Data excerpts:
<<<<

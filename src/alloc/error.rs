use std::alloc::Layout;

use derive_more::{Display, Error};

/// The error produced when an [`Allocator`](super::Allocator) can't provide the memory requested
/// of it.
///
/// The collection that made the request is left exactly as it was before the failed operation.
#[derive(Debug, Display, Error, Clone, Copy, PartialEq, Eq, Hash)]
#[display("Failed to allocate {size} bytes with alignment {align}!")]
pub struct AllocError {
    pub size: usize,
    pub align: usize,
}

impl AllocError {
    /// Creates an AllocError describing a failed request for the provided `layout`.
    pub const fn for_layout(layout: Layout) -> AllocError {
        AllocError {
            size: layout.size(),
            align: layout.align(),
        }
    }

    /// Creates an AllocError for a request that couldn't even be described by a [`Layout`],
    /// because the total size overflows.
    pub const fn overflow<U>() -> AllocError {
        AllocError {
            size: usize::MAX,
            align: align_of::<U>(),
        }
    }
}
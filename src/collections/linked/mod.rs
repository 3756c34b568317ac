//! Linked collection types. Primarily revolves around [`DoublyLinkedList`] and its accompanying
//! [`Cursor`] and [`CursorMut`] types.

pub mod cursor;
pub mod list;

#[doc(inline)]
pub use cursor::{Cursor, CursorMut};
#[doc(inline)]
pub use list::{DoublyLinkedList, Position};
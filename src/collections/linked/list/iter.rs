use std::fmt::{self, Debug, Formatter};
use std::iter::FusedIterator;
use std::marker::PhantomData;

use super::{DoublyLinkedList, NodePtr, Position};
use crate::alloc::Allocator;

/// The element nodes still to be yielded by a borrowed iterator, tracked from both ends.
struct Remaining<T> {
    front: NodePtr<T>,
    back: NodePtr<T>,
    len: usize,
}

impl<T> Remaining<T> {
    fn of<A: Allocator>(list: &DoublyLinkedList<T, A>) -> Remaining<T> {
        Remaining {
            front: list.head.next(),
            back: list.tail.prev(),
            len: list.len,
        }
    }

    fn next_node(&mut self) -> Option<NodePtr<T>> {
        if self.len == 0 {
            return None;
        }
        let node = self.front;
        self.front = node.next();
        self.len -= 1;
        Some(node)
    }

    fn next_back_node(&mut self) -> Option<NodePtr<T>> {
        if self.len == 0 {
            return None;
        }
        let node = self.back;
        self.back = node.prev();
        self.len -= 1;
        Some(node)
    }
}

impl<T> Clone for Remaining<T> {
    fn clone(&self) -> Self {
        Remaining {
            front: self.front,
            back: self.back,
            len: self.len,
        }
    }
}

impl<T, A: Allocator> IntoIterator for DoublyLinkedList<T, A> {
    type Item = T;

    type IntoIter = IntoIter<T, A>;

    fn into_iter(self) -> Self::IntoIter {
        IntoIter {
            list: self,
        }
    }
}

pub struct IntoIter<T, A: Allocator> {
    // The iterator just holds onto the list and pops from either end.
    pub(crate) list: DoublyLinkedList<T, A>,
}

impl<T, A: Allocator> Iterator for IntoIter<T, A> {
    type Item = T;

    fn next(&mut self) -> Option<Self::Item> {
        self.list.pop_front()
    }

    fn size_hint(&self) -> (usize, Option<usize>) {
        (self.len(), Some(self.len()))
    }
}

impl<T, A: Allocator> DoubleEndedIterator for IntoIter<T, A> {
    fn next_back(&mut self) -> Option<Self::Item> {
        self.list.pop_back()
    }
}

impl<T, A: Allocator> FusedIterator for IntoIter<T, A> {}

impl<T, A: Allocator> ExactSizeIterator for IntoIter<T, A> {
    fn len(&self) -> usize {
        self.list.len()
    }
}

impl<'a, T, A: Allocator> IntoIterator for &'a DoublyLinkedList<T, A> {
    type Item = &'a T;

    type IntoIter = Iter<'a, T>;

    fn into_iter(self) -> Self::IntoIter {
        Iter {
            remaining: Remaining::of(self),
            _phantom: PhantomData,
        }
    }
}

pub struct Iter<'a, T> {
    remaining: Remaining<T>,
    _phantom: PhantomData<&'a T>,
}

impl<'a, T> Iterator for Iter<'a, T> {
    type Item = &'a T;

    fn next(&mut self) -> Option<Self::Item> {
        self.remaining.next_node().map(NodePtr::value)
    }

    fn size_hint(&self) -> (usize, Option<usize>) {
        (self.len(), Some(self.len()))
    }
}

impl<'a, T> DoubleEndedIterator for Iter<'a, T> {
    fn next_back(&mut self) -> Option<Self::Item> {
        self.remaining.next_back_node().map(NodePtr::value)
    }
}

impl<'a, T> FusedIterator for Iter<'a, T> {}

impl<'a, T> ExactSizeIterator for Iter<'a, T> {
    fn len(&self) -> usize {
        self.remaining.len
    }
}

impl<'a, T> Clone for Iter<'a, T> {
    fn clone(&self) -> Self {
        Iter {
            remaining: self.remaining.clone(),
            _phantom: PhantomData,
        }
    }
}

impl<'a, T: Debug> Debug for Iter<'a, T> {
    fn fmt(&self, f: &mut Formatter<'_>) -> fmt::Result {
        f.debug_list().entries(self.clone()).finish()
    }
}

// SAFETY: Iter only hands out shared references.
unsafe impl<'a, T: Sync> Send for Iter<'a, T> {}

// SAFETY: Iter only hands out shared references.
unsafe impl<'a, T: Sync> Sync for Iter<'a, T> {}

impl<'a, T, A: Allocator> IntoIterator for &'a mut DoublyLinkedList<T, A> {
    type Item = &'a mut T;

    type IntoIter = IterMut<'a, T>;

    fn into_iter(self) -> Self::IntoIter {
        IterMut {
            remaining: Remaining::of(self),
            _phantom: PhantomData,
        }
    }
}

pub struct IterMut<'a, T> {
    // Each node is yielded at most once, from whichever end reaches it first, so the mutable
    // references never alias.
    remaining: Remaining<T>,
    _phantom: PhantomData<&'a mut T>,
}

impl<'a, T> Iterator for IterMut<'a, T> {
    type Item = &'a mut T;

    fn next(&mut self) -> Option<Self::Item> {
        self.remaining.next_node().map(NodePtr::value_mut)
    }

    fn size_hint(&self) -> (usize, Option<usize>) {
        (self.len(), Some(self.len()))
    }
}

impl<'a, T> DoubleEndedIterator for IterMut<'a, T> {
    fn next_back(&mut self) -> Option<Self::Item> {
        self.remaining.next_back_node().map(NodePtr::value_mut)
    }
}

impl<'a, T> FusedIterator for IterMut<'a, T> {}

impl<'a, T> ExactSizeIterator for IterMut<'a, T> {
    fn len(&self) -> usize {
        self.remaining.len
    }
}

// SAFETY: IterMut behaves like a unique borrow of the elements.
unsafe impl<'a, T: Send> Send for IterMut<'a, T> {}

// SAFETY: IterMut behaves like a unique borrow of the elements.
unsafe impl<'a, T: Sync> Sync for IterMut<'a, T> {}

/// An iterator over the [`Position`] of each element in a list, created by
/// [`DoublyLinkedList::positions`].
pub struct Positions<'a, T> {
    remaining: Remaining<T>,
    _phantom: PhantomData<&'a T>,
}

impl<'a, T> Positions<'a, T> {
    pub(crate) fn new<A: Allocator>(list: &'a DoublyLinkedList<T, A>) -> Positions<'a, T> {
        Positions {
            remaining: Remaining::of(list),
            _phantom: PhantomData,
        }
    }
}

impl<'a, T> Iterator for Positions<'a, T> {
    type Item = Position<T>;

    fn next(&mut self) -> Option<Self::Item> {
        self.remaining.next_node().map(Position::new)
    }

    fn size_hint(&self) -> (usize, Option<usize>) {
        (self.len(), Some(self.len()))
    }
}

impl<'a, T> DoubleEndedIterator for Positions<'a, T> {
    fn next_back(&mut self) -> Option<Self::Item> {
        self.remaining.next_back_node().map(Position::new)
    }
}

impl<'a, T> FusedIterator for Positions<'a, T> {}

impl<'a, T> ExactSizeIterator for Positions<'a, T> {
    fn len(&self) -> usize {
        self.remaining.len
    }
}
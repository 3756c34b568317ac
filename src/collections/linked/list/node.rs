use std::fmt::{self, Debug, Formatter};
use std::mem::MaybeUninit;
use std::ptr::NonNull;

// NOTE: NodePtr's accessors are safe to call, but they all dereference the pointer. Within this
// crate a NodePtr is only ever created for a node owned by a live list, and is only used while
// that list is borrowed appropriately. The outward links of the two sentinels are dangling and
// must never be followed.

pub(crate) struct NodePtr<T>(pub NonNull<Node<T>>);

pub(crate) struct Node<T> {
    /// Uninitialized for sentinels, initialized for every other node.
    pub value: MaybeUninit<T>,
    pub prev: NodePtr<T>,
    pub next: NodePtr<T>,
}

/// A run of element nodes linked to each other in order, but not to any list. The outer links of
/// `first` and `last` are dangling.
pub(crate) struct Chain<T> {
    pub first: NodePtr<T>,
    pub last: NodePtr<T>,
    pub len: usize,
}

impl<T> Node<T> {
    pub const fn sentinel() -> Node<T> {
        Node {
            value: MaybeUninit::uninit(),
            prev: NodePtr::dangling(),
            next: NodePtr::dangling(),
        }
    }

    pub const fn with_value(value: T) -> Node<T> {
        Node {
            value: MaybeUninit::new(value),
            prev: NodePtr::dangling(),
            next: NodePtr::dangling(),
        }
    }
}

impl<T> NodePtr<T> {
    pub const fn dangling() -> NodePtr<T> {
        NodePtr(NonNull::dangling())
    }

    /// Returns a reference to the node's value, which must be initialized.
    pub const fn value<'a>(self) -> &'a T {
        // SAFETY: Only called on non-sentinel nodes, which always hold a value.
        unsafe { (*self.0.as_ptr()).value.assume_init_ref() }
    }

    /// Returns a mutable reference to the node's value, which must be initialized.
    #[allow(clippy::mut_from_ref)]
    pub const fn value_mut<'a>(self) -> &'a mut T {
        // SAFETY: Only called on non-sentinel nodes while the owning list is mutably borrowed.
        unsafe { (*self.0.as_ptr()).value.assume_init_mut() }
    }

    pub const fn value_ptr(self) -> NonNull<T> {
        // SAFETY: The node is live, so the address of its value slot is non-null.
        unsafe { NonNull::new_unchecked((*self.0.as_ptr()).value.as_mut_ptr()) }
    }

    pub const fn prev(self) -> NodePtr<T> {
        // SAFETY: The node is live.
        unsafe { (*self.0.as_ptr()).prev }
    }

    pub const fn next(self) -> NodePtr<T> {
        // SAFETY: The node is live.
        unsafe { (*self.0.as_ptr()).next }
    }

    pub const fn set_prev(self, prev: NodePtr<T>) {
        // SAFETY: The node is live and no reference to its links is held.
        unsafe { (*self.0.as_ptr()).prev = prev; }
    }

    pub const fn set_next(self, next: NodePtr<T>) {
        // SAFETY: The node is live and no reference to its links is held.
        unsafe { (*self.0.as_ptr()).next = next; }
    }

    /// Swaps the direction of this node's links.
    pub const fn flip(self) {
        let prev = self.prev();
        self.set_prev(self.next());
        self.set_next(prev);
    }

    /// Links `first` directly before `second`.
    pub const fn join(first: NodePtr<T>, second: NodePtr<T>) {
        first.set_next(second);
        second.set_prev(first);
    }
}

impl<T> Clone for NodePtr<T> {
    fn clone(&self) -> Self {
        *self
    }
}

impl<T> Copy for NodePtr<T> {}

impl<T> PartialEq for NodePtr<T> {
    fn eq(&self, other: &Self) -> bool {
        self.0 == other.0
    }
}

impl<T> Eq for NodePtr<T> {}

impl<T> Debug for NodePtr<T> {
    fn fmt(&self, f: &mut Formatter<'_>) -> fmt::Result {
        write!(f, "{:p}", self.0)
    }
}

>>>>
<<<<

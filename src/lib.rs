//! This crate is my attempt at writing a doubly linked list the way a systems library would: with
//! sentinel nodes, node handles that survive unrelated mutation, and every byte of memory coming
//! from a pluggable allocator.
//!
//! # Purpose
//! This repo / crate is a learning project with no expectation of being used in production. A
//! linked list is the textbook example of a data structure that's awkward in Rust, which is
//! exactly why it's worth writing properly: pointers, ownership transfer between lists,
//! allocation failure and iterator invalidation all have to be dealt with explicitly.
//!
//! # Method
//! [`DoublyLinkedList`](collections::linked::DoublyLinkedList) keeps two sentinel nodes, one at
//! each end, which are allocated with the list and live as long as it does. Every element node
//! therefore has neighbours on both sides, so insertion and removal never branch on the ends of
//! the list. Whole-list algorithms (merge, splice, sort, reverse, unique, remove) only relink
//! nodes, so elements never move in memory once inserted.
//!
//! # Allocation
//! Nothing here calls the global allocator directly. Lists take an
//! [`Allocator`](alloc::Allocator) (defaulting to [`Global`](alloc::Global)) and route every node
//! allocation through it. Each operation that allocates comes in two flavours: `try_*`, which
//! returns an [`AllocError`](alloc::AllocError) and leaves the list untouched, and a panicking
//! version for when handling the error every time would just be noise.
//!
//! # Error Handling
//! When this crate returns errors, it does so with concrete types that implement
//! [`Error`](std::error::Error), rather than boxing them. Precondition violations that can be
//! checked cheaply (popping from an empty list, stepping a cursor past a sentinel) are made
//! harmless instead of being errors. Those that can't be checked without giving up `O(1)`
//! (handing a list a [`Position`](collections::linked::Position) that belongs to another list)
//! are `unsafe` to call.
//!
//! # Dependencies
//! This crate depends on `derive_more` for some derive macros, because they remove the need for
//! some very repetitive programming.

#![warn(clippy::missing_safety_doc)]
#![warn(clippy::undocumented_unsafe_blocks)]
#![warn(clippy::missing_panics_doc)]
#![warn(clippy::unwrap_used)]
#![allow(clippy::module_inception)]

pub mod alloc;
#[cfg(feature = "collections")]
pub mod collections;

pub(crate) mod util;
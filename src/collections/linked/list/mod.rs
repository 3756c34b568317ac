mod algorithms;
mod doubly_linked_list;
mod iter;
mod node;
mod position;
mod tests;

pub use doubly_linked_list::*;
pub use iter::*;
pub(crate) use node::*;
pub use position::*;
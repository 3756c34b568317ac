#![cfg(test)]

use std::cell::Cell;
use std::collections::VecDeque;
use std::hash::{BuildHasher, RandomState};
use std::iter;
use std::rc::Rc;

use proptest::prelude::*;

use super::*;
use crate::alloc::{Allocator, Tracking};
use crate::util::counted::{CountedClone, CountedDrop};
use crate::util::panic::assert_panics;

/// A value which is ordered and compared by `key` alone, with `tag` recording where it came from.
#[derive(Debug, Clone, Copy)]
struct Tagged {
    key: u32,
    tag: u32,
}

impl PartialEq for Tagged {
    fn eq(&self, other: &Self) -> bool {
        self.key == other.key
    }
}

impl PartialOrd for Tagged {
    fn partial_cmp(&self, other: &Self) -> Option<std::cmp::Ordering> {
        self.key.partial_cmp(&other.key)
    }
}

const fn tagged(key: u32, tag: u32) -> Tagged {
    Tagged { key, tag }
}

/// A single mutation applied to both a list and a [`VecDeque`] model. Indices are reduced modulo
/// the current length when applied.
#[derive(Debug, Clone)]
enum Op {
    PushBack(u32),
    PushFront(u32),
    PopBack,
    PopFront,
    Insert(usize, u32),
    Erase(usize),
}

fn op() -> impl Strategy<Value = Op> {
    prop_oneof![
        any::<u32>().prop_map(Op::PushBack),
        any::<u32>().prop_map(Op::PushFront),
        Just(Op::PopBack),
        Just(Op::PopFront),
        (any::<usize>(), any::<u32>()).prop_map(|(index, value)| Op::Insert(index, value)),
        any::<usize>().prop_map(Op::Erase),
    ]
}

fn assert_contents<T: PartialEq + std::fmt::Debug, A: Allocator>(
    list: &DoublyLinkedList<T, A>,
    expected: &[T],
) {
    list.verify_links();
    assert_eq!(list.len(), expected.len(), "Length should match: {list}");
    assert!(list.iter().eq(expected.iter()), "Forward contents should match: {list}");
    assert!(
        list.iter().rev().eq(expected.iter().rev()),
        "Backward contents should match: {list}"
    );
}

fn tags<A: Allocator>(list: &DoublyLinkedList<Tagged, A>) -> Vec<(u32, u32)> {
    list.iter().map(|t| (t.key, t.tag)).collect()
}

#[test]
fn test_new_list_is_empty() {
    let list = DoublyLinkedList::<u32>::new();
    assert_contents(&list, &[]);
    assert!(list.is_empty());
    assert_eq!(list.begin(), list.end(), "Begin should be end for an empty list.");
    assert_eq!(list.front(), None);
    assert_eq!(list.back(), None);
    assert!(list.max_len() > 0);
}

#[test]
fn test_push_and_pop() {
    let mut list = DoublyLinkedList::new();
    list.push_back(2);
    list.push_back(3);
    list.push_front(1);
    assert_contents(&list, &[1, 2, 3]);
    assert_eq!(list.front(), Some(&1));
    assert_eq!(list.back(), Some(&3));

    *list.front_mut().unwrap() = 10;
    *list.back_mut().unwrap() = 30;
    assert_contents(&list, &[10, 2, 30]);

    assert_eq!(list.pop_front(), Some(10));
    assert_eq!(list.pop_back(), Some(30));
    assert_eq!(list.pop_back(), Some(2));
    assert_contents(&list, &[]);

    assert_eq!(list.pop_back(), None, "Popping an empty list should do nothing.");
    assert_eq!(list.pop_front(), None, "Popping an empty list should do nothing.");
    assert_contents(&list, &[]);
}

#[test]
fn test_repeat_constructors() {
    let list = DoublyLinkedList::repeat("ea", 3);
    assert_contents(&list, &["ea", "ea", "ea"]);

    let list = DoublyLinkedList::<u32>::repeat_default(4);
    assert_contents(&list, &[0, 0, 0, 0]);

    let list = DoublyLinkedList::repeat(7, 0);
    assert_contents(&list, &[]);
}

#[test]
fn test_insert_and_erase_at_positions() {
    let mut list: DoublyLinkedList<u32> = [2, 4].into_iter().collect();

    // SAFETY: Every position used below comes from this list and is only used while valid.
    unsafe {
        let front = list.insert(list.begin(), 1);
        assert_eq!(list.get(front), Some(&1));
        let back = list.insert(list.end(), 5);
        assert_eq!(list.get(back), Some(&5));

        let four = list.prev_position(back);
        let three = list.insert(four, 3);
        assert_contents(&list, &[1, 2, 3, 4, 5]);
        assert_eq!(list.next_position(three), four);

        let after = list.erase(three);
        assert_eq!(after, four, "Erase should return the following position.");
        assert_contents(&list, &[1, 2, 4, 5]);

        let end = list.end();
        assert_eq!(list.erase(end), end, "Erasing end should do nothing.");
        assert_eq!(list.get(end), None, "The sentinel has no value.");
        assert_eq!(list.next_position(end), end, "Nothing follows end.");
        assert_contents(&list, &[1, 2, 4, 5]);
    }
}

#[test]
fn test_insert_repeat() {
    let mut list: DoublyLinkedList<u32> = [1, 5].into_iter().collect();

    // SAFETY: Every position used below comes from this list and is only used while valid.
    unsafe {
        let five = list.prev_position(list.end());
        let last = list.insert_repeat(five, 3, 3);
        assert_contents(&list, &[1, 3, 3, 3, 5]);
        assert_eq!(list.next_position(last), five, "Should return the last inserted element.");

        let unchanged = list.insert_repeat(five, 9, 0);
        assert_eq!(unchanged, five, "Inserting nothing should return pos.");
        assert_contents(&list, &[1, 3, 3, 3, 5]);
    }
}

>>>>
<<<<

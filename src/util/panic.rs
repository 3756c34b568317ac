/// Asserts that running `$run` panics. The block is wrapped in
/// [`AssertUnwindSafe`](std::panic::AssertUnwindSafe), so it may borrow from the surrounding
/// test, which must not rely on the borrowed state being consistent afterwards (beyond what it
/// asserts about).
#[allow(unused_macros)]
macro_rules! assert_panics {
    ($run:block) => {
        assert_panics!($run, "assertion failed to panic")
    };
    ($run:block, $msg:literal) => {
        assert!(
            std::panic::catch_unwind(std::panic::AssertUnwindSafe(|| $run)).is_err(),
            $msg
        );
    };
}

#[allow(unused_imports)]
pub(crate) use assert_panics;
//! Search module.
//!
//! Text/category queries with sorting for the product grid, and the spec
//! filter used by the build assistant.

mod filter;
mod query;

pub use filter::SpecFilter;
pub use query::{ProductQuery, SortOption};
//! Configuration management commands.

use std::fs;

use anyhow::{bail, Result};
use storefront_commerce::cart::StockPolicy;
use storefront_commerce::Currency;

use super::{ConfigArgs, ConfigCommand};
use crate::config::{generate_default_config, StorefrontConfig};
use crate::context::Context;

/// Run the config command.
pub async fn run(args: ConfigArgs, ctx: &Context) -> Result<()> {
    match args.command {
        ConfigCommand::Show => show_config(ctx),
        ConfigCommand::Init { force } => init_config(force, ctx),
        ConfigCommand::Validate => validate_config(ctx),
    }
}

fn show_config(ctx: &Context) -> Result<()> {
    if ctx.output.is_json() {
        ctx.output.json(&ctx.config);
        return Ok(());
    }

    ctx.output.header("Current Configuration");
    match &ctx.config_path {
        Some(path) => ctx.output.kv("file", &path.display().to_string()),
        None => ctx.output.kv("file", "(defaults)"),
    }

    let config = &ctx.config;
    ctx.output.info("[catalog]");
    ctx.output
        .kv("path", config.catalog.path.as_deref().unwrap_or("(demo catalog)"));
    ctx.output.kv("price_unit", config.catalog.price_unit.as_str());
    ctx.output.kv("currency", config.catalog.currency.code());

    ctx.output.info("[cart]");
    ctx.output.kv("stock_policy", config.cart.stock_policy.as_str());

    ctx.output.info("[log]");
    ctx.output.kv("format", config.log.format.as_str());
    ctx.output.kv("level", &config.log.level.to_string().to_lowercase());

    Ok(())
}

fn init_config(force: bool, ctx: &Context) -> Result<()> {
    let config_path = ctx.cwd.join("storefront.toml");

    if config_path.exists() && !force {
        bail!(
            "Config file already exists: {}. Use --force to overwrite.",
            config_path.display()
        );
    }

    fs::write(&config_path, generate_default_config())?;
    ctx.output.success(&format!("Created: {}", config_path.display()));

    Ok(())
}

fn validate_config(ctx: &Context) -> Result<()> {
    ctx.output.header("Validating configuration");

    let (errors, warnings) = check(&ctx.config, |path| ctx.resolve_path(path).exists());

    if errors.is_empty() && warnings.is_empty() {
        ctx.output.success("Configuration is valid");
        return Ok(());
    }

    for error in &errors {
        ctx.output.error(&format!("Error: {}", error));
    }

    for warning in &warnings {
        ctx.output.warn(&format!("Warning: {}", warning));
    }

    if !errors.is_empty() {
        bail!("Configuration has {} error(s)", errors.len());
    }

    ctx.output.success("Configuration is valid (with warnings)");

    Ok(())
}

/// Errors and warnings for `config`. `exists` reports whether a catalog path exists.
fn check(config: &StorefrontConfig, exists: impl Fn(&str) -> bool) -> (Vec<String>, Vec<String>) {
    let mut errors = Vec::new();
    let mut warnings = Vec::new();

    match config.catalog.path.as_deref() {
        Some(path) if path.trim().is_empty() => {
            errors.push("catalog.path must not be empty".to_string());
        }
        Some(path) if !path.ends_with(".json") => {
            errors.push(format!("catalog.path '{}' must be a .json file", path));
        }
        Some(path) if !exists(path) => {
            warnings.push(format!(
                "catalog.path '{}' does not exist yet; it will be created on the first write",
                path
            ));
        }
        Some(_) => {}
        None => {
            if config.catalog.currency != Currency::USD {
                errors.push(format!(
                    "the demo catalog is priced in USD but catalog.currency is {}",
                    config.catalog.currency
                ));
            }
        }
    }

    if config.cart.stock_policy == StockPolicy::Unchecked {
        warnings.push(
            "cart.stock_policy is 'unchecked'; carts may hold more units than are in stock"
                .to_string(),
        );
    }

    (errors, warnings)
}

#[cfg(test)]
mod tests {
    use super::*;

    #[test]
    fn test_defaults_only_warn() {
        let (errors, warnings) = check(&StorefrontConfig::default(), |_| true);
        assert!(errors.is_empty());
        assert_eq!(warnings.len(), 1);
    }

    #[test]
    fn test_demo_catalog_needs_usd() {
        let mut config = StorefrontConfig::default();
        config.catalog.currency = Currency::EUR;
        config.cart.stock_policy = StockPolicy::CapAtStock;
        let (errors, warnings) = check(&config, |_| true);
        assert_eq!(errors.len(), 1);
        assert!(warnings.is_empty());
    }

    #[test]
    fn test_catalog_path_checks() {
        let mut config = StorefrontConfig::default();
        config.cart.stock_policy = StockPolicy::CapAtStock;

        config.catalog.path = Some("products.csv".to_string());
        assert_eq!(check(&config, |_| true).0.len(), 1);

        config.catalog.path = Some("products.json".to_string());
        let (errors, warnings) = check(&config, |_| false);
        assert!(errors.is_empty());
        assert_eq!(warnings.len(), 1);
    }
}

>>>>

## Task
Could you repeat exactly the lines above from the line with "# Error Handling" up to and including the line with "sentinel) are made", and only those?

## Your response
//! # Error Handling
//! When this crate returns errors, it does so with concrete types that implement
//! [`Error`](std::error::Error), rather than boxing them. Precondition violations that can be
//! checked cheaply (popping from an empty list, stepping a cursor past a sentinel) are made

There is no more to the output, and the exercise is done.